Posted: January 29, 2013
In a Spanish study, overweight people who ate most of their calories before 3 p.m. lost significantly more weight than their counterparts who were nighttime eaters. So watch those calorific midnight snacks.
You've heard the dieting advice to eat breakfast like a king, lunch like a prince and dinner like a pauper? Well, there's mounting evidence that there's some truth to it.
A new study published in the International Journal of Obesity builds on previous studies that suggest it's best not to eat too many calories late in the day.
The Spanish study finds that dieters who ate their main meal before 3 p.m. lost significantly more weight than those who ate later in the day. This held true even though the early eaters were eating roughly the same number of calories during the five-month weight-loss study as their night-owl counterparts.
The study included 420 overweight and obese volunteers who lived in the Mediterranean seaside town of Murcia, Spain. Their average age was 42. Half were men, half women. Their midday meal constituted about 40 percent of their diet of roughly 1,400 calories a day, on average. Right — that's not a lot of calories. The average nondieting American eats about 2,700 calories a day, according to the U.S. Department of Agriculture.
On average, the early eaters in the Spanish study lost 22 pounds, compared with the late eaters who lost 17 pounds.
Both the early eaters and late eaters had similar levels of physical activity and got similar amounts of sleep, so researchers ruled out these factors as possible explanations for the differences in weight loss.
"The study suggests that it's not just what we eat but when we eat is important," says study author Frank Scheer, who directs the Medical Chronobiology Program at Brigham and Women's Hospital in Boston.
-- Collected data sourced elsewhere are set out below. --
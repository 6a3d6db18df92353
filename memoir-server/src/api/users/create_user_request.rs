use serde::Deserialize;

#[derive(Debug, Deserialize)]
pub struct CreateUserRequest {
    pub username: String,
    pub password: String,

    #[serde(default)]
    pub email: String,

    #[serde(default)]
    pub nickname: String,
}
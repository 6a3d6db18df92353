use crate::FieldMask;

/// Request to register a new account.
#[derive(Debug, Clone)]
pub struct CreateUserRequest {
    pub username: String,
    pub password: String,
    pub email: String,
    pub nickname: String,
}

/// Request for a field-scoped partial update of one user.
///
/// `username` addresses the target; only attributes named in `update_mask`
/// are applied. A maintenance password reset carries a mask of exactly
/// `["password"]`.
#[derive(Debug, Clone)]
pub struct UpdateUserRequest {
    pub username: String,
    pub password: Option<String>,
    pub email: Option<String>,
    pub nickname: Option<String>,
    pub update_mask: FieldMask,
}

impl UpdateUserRequest {
    /// Build the request a password reset uses: mask of exactly `password`,
    /// nothing else touched.
    pub fn password_reset(username: impl Into<String>, password: impl Into<String>) -> Self {
        Self {
            username: username.into(),
            password: Some(password.into()),
            email: None,
            nickname: None,
            update_mask: FieldMask::new(["password"]),
        }
    }
}
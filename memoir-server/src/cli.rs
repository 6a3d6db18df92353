use memoir_server::commands::reset_password::ResetPasswordArgs;

use clap::{Parser, Subcommand};

#[derive(Parser)]
#[command(name = "memoir")]
#[command(about = "Self-hosted memo service")]
#[command(version)]
#[command(propagate_version = true)]
pub struct Cli {
    #[command(subcommand)]
    pub(crate) command: Option<Commands>,
}

#[derive(Subcommand)]
pub enum Commands {
    /// Start the request-serving process (default)
    Serve,

    /// Reset password for a supplied user id, username or email address
    ResetPassword(ResetPasswordArgs),

    /// Show version information
    Version,
}
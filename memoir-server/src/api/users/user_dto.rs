use memoir_core::{Role, User};

use chrono::{DateTime, Utc};
use serde::Serialize;

/// User representation for API responses. The password hash never leaves
/// the process.
#[derive(Debug, Serialize)]
pub struct UserDto {
    pub id: i32,
    pub username: String,
    pub role: Role,
    pub email: String,
    pub nickname: String,
    pub created_at: DateTime<Utc>,
    pub updated_at: DateTime<Utc>,
}

impl From<User> for UserDto {
    fn from(user: User) -> Self {
        Self {
            id: user.id,
            username: user.username,
            role: user.role,
            email: user.email,
            nickname: user.nickname,
            created_at: user.created_at,
            updated_at: user.updated_at,
        }
    }
}
//! Account service layer.
//!
//! Both surfaces of the product go through [`UserService`]: the HTTP
//! handlers in `memoir-server` and the out-of-band maintenance commands,
//! which instantiate it against the same database file without ever binding
//! a listener. The acting identity is an explicit parameter on every
//! authorized operation rather than ambient request state, so the
//! authorization dependency is visible in the signature.

use crate::{CreateUserRequest, Result as ServiceResult, ServiceError, UpdateUserRequest};

use memoir_auth::TokenSigner;
use memoir_config::Config;
use memoir_core::validation::check_password_length;
use memoir_core::{Role, User};
use memoir_db::{FindUser, UpdateUserFields, UserRepository};

use std::panic::Location;

use bcrypt::{DEFAULT_COST, hash, verify};
use error_location::ErrorLocation;
use sqlx::SqlitePool;

/// Attribute paths `update_user` accepts in a field mask.
const SUPPORTED_UPDATE_PATHS: &[&str] = &["password", "email", "nickname"];

const USERNAME_MAX_LEN: usize = 32;

pub struct UserService {
    config: Config,
    repo: UserRepository,
}

impl UserService {
    pub fn new(config: Config, pool: SqlitePool) -> Self {
        Self {
            config,
            repo: UserRepository::new(pool),
        }
    }

    /// Register a new account. The first account on an instance becomes the
    /// admin; everyone after that is a regular user.
    pub async fn create_user(&self, request: &CreateUserRequest) -> ServiceResult<User> {
        validate_username(&request.username)?;
        check_password_length(&request.password)?;

        if self
            .repo
            .find_one(&FindUser::by_username(request.username.as_str()))
            .await?
            .is_some()
        {
            return Err(ServiceError::validation(format!(
                "username `{}` is already taken",
                request.username
            )));
        }

        let role = if self.repo.count().await? == 0 {
            Role::Admin
        } else {
            Role::User
        };

        let password_hash = hash(&request.password, DEFAULT_COST)?;

        let mut user = User::new(request.username.clone(), password_hash, role);
        user.email = request.email.clone();
        user.nickname = request.nickname.clone();

        Ok(self.repo.create(&user).await?)
    }

    /// Verify credentials and issue an access token.
    pub async fn sign_in(&self, username: &str, password: &str) -> ServiceResult<(User, String)> {
        let Some(user) = self
            .repo
            .find_one(&FindUser::by_username(username))
            .await?
        else {
            return Err(ServiceError::InvalidCredentials {
                location: ErrorLocation::from(Location::caller()),
            });
        };

        if !verify(password, &user.password_hash)? {
            return Err(ServiceError::InvalidCredentials {
                location: ErrorLocation::from(Location::caller()),
            });
        }

        let secret = self.config.auth.secret.as_deref().ok_or_else(|| {
            ServiceError::validation("auth.secret is not configured; sign-in is disabled")
        })?;

        let signer = TokenSigner::with_hs256(secret.as_bytes());
        let token = signer.issue(&user.username, user.role.as_str())?;

        Ok((user, token))
    }

    pub async fn get_user(&self, username: &str) -> ServiceResult<User> {
        self.repo
            .find_one(&FindUser::by_username(username))
            .await?
            .ok_or_else(|| ServiceError::not_found(format!("user {} not found", username)))
    }

    pub async fn list_users(&self) -> ServiceResult<Vec<User>> {
        Ok(self.repo.list(&FindUser::default()).await?)
    }

    /// Apply a field-scoped partial update to the user named in `request`.
    ///
    /// `acting_username` is who the operation runs as: it must resolve to an
    /// existing account and be either the target or an admin. Only the
    /// attributes named in the mask are touched.
    pub async fn update_user(
        &self,
        acting_username: &str,
        request: &UpdateUserRequest,
    ) -> ServiceResult<User> {
        let acting = self.get_user(acting_username).await?;

        if acting.username != request.username && !acting.role.is_admin() {
            return Err(ServiceError::permission_denied(format!(
                "user {} may not update user {}",
                acting.username, request.username
            )));
        }

        let target = if acting.username == request.username {
            acting
        } else {
            self.get_user(&request.username).await?
        };

        if request.update_mask.is_empty() {
            return Err(ServiceError::validation("update_mask cannot be empty"));
        }

        for path in request.update_mask.paths() {
            if !SUPPORTED_UPDATE_PATHS.contains(&path) {
                return Err(ServiceError::validation(format!(
                    "unsupported update_mask path `{}`",
                    path
                )));
            }
        }

        let mut fields = UpdateUserFields::default();

        if request.update_mask.contains("password") {
            let password = request
                .password
                .as_deref()
                .ok_or_else(|| ServiceError::validation("password is masked but not supplied"))?;
            check_password_length(password)?;
            fields.password_hash = Some(hash(password, DEFAULT_COST)?);
        }

        if request.update_mask.contains("email") {
            fields.email = Some(request.email.clone().unwrap_or_default());
        }

        if request.update_mask.contains("nickname") {
            fields.nickname = Some(request.nickname.clone().unwrap_or_default());
        }

        self.repo
            .update(target.id, &fields)
            .await?
            .ok_or_else(|| ServiceError::not_found(format!("user {} not found", request.username)))
    }
}

fn validate_username(username: &str) -> ServiceResult<()> {
    if username.is_empty() || username.len() > USERNAME_MAX_LEN {
        return Err(ServiceError::validation(format!(
            "username must be between 1 and {} characters",
            USERNAME_MAX_LEN
        )));
    }

    if !username
        .chars()
        .all(|c| c.is_ascii_lowercase() || c.is_ascii_digit() || matches!(c, '.' | '_' | '-'))
    {
        return Err(ServiceError::validation(
            "username may only contain lowercase letters, digits, '.', '_' and '-'",
        ));
    }

    Ok(())
}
So what's at play here? Well, Scheer says recent animal studies have shown that the timing of eating can have a powerful influence on weight regulation and metabolism. This new study, he says, is among the first to suggest it's also key in people.
"Only in recent years are we trying to study this and tease apart what the underlying mechanisms might be," says Scheer.
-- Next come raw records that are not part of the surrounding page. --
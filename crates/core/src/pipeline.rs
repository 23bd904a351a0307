//! Request-pipeline assembly surface
//!
//! The engine does not run requests; it only assembles the ordered stage
//! sequence that startup contributions configure during the pipeline phase.
//! The surrounding framework owns what a stage actually does.

use std::sync::Arc;

/// One stage of the request-handling pipeline
pub trait RequestStage: Send + Sync {
    /// Stage name, for diagnostics
    fn name(&self) -> &'static str;
}

/// Ordered accumulation of request-handling stages
#[derive(Default)]
pub struct PipelineBuilder {
    stages: Vec<Arc<dyn RequestStage>>,
}

impl PipelineBuilder {
    /// Create a new, empty pipeline builder
    pub fn new() -> Self {
        Self::default()
    }

    /// Append a stage to the end of the pipeline
    pub fn add_stage(&mut self, stage: Arc<dyn RequestStage>) -> &mut Self {
        self.stages.push(stage);
        self
    }

    /// The assembled stages, in configuration order
    pub fn stages(&self) -> &[Arc<dyn RequestStage>] {
        &self.stages
    }

    /// Stage names, in configuration order
    pub fn stage_names(&self) -> Vec<&'static str> {
        self.stages.iter().map(|stage| stage.name()).collect()
    }

    /// Number of assembled stages
    pub fn len(&self) -> usize {
        self.stages.len()
    }

    /// Check whether the pipeline has no stages
    pub fn is_empty(&self) -> bool {
        self.stages.is_empty()
    }
}

impl std::fmt::Debug for PipelineBuilder {
    fn fmt(&self, f: &mut std::fmt::Formatter<'_>) -> std::fmt::Result {
        f.debug_struct("PipelineBuilder")
            .field("stages", &self.stage_names())
            .finish()
    }
}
In the study, the people who ate late and didn't lose as much weight also tended to skip breakfast or eat just a little in the morning.
Scheer says that because eating seems to send a signal to our body clocks, it's possible that when people delay eating a big meal until late in the day, things get out of whack: The master clock in the brain gets out of sync with the mini clocks in the cells of the body that regulate metabolism.
"When the timing of meals do not match with the sleep-wake cycle well, there's a disconnect between the different clocks that we have in basically all the cells of our body," explains Scheer.
And with this disconnect, the complex systems that regulate weight don't work as well, he says.
Not everyone is convinced by the findings of this study. Madelyn Fernstrom of the University of Pittsburgh Medical Center says she's skeptical that the timing of meals can influence weight loss so significantly. The study shows an association between the timing of meals and weight loss, says Fernstrom, but "it's not [proving] cause and effect."
Weight loss is complicated. But Fernstrom says as we learn more about the many factors that may influence weight regulation, it's important for dieters not to lose sight of the big picture.
"The greater importance is what you are eating," Fernstrom says. If you want to lose weight, "you need to eat fewer calories and exercise more."
That, of course, is something you likely already know.